Our preliminary and final predictions were run on a 3D mesh with 186 × 231 × 560 mesh points (about 24 million cells) in spherical coordinates (r,θ,φ). Various versions of this run with different parameters were run on two supercomputers, Ranger, a massively parallel supercomputer at the Texas Advanced Computing Center (TACC), and Pleiades, the new massively parallel supercomputer at NASA's Advanced Supercomputing Division (NAS).
Pleiades is a high performance computer with 126,720 CPUs and a theoretical peak speed of 1,240 teraflops/s. In June 2012 it was ranked as the 11th fastest supercomputer in the world. Pleiades is an SGI Altix that uses a combination of 2.6 GHz Intel Xeon E5-2670 (Sandy Bridge) processors, 2.93 GHz Intel Xeon X5670 and 3.06 GHz Intel Xeon X5675 (Westmere) processors, 2.93 GHz Intel Xeon X5570 (Nehalem) processors, and 3 GHz Intel Xeon E5472 (Harpertown) processors, with an Infiniband interconnect. The support of the staff at NAS helped us to successfully run our code under the real-time constraints required for a prediction.
Ranger is a high performance computer with 62,976 CPUs and a theoretical peak speed of 580 teraflops/s. In July 2009 it was ranked as the eighth fastest supercomputer in the world. Ranger is a SunBlade Linux Cluster that uses quad-core AMD Opteron (Barcelona) 2.3 GHz processors with an Infiniband interconnect.
We used our spherical 3D (magnetohydrodynamic) MHD code MAS, which integrates the MHD equations using semi-implicit (Alfvén and sound waves), fully implicit (diffusive terms), and explicit (flow terms) schemes. We solve the very large sparse matrix equations generated by these algorithms using a preconditioned iterative conjugate gradient solver. We set as a boundary condition the radial component of the magnetic field at the base of the corona. This field is deduced from various space and ground observatories, including those from the HMI magnetograph aboard the NASA’s SDO spacecraft, which measure the line of sight component of the photospheric magnetic field from space. Our code is written in Fortran 90 and uses the Message Passing Interface (MPI) for interprocessor communication. Our code scales very well on many high-performance computer systems. We have shown essentially linear scaling with processor number up to about 4,096 processors.

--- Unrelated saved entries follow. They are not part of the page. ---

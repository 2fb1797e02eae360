//! Lighting output configuration
//!
//! Two layers live here:
//!
//! - **Settings** (`ArtNetSettings`, `SenderSettings`, `FixtureSettings`): the raw,
//!   deserializable shape of the settings tree. Numeric fields are signed so that
//!   out-of-range input reaches validation instead of failing to parse.
//! - **Configuration** (`Configuration`, `SenderDecl`, `FixtureDecl`): the validated,
//!   immutable form the consumer is built from.
//!
//! ```rust
//! use lumacast_artnet::config::{ArtNetSettings, Configuration, FixtureSettings, SenderSettings};
//!
//! let settings = ArtNetSettings {
//!     refresh_rate: 30,
//!     senders: vec![SenderSettings {
//!         fixtures: vec![FixtureSettings {
//!             fixture_type: Some("rgb".to_string()),
//!             start_address: Some(1),
//!             fixture_count: Some(4),
//!             ..Default::default()
//!         }],
//!         ..Default::default()
//!     }],
//! };
//!
//! let config = Configuration::from_settings(&settings).unwrap();
//! assert_eq!(config.refresh_rate(), 30);
//! ```

use std::fmt;
use std::str::FromStr;

use serde::{Deserialize, Serialize};

use crate::dmx::UNIVERSE_SIZE;
use crate::error::{ArtNetError, Result};

/// Default refresh rate in Hz
pub const DEFAULT_REFRESH_RATE: i64 = 10;
/// Default Art-Net UDP port
pub const DEFAULT_PORT: i64 = 6454;
/// Default destination host
pub const DEFAULT_HOST: &str = "127.0.0.1";
/// Highest 15-bit Art-Net port-address
pub const MAX_UNIVERSE: i64 = 0x7fff;

/// Photometric model of a fixture
#[derive(Debug, Clone, Copy, PartialEq, Eq, Hash, Serialize, Deserialize)]
#[serde(rename_all = "UPPERCASE")]
pub enum FixtureType {
    /// Single intensity channel
    Dimmer,
    /// Red, green, blue
    Rgb,
    /// Red, green, blue, white
    Rgbw,
}

impl FixtureType {
    /// Number of DMX channels the color mode writes
    pub fn channels_required(self) -> usize {
        match self {
            FixtureType::Dimmer => 1,
            FixtureType::Rgb => 3,
            FixtureType::Rgbw => 4,
        }
    }
}

impl FromStr for FixtureType {
    type Err = ArtNetError;

    fn from_str(s: &str) -> Result<Self> {
        let trimmed = s.trim();
        if trimmed.is_empty() {
            return Err(ArtNetError::MissingFixtureType);
        }

        if trimmed.eq_ignore_ascii_case("DIMMER") {
            Ok(FixtureType::Dimmer)
        } else if trimmed.eq_ignore_ascii_case("RGB") {
            Ok(FixtureType::Rgb)
        } else if trimmed.eq_ignore_ascii_case("RGBW") {
            Ok(FixtureType::Rgbw)
        } else {
            Err(ArtNetError::UnknownFixtureType(trimmed.to_string()))
        }
    }
}

impl fmt::Display for FixtureType {
    fn fmt(&self, f: &mut fmt::Formatter<'_>) -> fmt::Result {
        let name = match self {
            FixtureType::Dimmer => "DIMMER",
            FixtureType::Rgb => "RGB",
            FixtureType::Rgbw => "RGBW",
        };
        f.write_str(name)
    }
}

/// Bounding box of a fixture group in frame pixel space
#[derive(Debug, Clone, Copy, Default, PartialEq, Serialize, Deserialize)]
pub struct FixtureBox {
    pub x: f32,
    pub y: f32,
    pub width: f32,
    pub height: f32,
    /// Degrees, clockwise about the box center
    pub rotation: f32,
}

// --- Raw settings ---

/// Top-level lighting settings as read from a settings tree
#[derive(Debug, Clone, PartialEq, Serialize, Deserialize)]
#[serde(rename_all = "kebab-case", default)]
pub struct ArtNetSettings {
    pub refresh_rate: i64,
    pub senders: Vec<SenderSettings>,
}

impl Default for ArtNetSettings {
    fn default() -> Self {
        Self {
            refresh_rate: DEFAULT_REFRESH_RATE,
            senders: Vec::new(),
        }
    }
}

/// One Art-Net destination as read from a settings tree
#[derive(Debug, Clone, PartialEq, Serialize, Deserialize)]
#[serde(rename_all = "kebab-case", default)]
pub struct SenderSettings {
    pub universe: i64,
    pub host: String,
    pub port: i64,
    pub fixtures: Vec<FixtureSettings>,
}

impl Default for SenderSettings {
    fn default() -> Self {
        Self {
            universe: 0,
            host: DEFAULT_HOST.to_string(),
            port: DEFAULT_PORT,
            fixtures: Vec::new(),
        }
    }
}

/// One fixture declaration (possibly repeated) as read from a settings tree
#[derive(Debug, Clone, Default, PartialEq, Serialize, Deserialize)]
#[serde(rename_all = "kebab-case", default)]
pub struct FixtureSettings {
    #[serde(rename = "type")]
    pub fixture_type: Option<String>,
    /// 1-based
    pub start_address: Option<i64>,
    pub fixture_count: Option<i64>,
    pub fixture_channels: Option<i64>,
    pub x: f32,
    pub y: f32,
    pub width: f32,
    pub height: f32,
    pub rotation: f32,
}

// --- Validated configuration ---

/// A validated fixture declaration
#[derive(Debug, Clone, PartialEq)]
pub struct FixtureDecl {
    pub fixture_type: FixtureType,
    /// 0-based DMX offset
    pub start_address: usize,
    pub fixture_count: usize,
    /// Channel stride between repeated instances
    pub fixture_channels: usize,
    pub fixture_box: FixtureBox,
}

/// A validated sender declaration
#[derive(Debug, Clone, PartialEq)]
pub struct SenderDecl {
    pub host: String,
    pub port: u16,
    pub universe: u16,
    pub fixtures: Vec<FixtureDecl>,
}

/// Validated lighting configuration, immutable after construction
#[derive(Debug, Clone, PartialEq)]
pub struct Configuration {
    refresh_rate: u32,
    senders: Vec<SenderDecl>,
}

impl Configuration {
    /// Validate raw settings, failing on the first invalid field.
    pub fn from_settings(settings: &ArtNetSettings) -> Result<Self> {
        if settings.refresh_rate < 1 {
            return Err(ArtNetError::InvalidRefreshRate(settings.refresh_rate));
        }
        let refresh_rate = u32::try_from(settings.refresh_rate)
            .map_err(|_| ArtNetError::InvalidRefreshRate(settings.refresh_rate))?;

        let senders = settings
            .senders
            .iter()
            .enumerate()
            .map(|(index, sender)| validate_sender(index, sender))
            .collect::<Result<Vec<_>>>()?;

        Ok(Self {
            refresh_rate,
            senders,
        })
    }

    /// Refresh rate in Hz (at least 1)
    pub fn refresh_rate(&self) -> u32 {
        self.refresh_rate
    }

    /// Senders in declaration order
    pub fn senders(&self) -> &[SenderDecl] {
        &self.senders
    }
}

impl TryFrom<ArtNetSettings> for Configuration {
    type Error = ArtNetError;

    fn try_from(settings: ArtNetSettings) -> Result<Self> {
        Self::from_settings(&settings)
    }
}

fn validate_sender(index: usize, sender: &SenderSettings) -> Result<SenderDecl> {
    let universe = u16::try_from(sender.universe)
        .ok()
        .filter(|u| i64::from(*u) <= MAX_UNIVERSE)
        .ok_or(ArtNetError::InvalidUniverse(sender.universe))?;

    let port = u16::try_from(sender.port).map_err(|_| ArtNetError::InvalidPort(sender.port))?;

    let fixtures = sender
        .fixtures
        .iter()
        .enumerate()
        .map(|(fixture, decl)| {
            validate_fixture(decl).map_err(|e| ArtNetError::in_fixture(index, fixture, e))
        })
        .collect::<Result<Vec<_>>>()?;

    Ok(SenderDecl {
        host: sender.host.clone(),
        port,
        universe,
        fixtures,
    })
}

fn validate_fixture(fixture: &FixtureSettings) -> Result<FixtureDecl> {
    let start_address = match fixture.start_address {
        Some(address) if address >= 1 => channel_index(address - 1)?,
        _ => return Err(ArtNetError::MissingStartAddress),
    };

    let fixture_count = match fixture.fixture_count {
        Some(count) if count >= 1 => channel_index(count)?,
        _ => return Err(ArtNetError::MissingFixtureCount),
    };

    let fixture_type: FixtureType = fixture
        .fixture_type
        .as_deref()
        .ok_or(ArtNetError::MissingFixtureType)?
        .parse()?;

    let required = fixture_type.channels_required();
    let fixture_channels = match fixture.fixture_channels {
        None => required,
        Some(channels) if channels >= required as i64 => channel_index(channels)?,
        Some(channels) => {
            return Err(ArtNetError::InsufficientChannels {
                fixture_type,
                required,
                actual: channels,
            })
        }
    };

    // Last channel (exclusive) written by the final repeated instance
    let end = (fixture_count - 1)
        .checked_mul(fixture_channels)
        .and_then(|span| span.checked_add(start_address))
        .and_then(|last| last.checked_add(required))
        .unwrap_or(usize::MAX);
    if end > UNIVERSE_SIZE {
        return Err(ArtNetError::UniverseOverflow { end });
    }

    Ok(FixtureDecl {
        fixture_type,
        start_address,
        fixture_count,
        fixture_channels,
        fixture_box: FixtureBox {
            x: fixture.x,
            y: fixture.y,
            width: fixture.width,
            height: fixture.height,
            rotation: fixture.rotation,
        },
    })
}

/// A channel offset or count that does not fit `usize` lies past the universe
fn channel_index(value: i64) -> Result<usize> {
    usize::try_from(value).map_err(|_| ArtNetError::UniverseOverflow { end: usize::MAX })
}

Our calculation for the preliminary eclipse prediction ran for about 40,000 time steps, relaxing the corona in time (for about 3.3 days of solar time) towards a steady state, thereby approximating the state of the solar corona. Our time step in the computation was about 7.2 seconds. The run used 3,360 processors on Pleiades, and ran continuously for about 2.1 days.
Unfortunately, the final eclipse calculation crashed due to a hardware problem with Pleiades, and we lost a lot of the data it produced. Fortunately, we had saved some of the data on our local machines, so it was not a total loss. We were able to squeeze out a prediction despite this setback. Our calculation for the final eclipse prediction ran for about 23,000 time steps, relaxing the corona in time (for about 1.9 days of solar time) towards a steady state, thereby approximating the state of the solar corona. Our time step in the computation was about 7 seconds. The run used 3,360 processors on Pleiades, and ran continuously for about 1.7 days.
We are very grateful for the assistance provided to us by the dedicated staff at NAS and TACC. Our prediction would not have been possible without these resources.